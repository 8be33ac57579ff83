use std::{
    num::NonZeroU64,
    sync::atomic::{AtomicU64, Ordering},
};

/// Identifies the execution context a reservation belongs to.
///
/// A context holds at most one active reservation per tree. Contexts are opaque: most callers use
/// [`ContextId::current`], which hands out one id per thread. Callers that schedule work for one
/// logical operation across threads can mint their own ids with [`ContextId::from_raw`] and carry
/// them along.
#[derive(Debug, Clone, Copy, PartialEq, Eq, Hash, PartialOrd, Ord)]
pub struct ContextId(NonZeroU64);

// Ids handed out to threads. Starts at 1 so that zero never names a context.
static NEXT_THREAD_CONTEXT: AtomicU64 = AtomicU64::new(1);

thread_local! {
    static THREAD_CONTEXT: ContextId = ContextId::next_thread_context();
}

impl ContextId {
    /// The context of the calling thread. Stable for the lifetime of the thread.
    pub fn current() -> Self {
        THREAD_CONTEXT.with(|cx| *cx)
    }

    /// Use an externally assigned id.
    ///
    /// Such ids share one namespace with the ids given out by [`ContextId::current`]; callers
    /// mixing the two should draw raw ids from a range threads will not reach, e.g. the top half.
    pub const fn from_raw(raw: NonZeroU64) -> Self {
        ContextId(raw)
    }

    pub fn as_u64(&self) -> u64 {
        self.0.get()
    }

    fn next_thread_context() -> Self {
        let raw = NEXT_THREAD_CONTEXT.fetch_add(1, Ordering::Relaxed);
        // UNWRAP: the counter starts at 1 and would take centuries to wrap.
        ContextId(NonZeroU64::new(raw).unwrap())
    }
}

#[cfg(test)]
mod tests {
    use super::ContextId;

    #[test]
    fn current_is_stable_within_a_thread() {
        assert_eq!(ContextId::current(), ContextId::current());
    }

    #[test]
    fn threads_get_distinct_contexts() {
        let here = ContextId::current();
        let there = std::thread::spawn(ContextId::current).join().unwrap();
        assert_ne!(here, there);
    }
}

REQUIRED WORK: Only lines with the word "that" are wanted, so copy each one from the records.

EXERCISE RESPONSE:
/// [`ContextId::current`], which hands out one id per thread. Callers that schedule work for one
// Ids handed out to threads. Starts at 1 so that zero never names a context.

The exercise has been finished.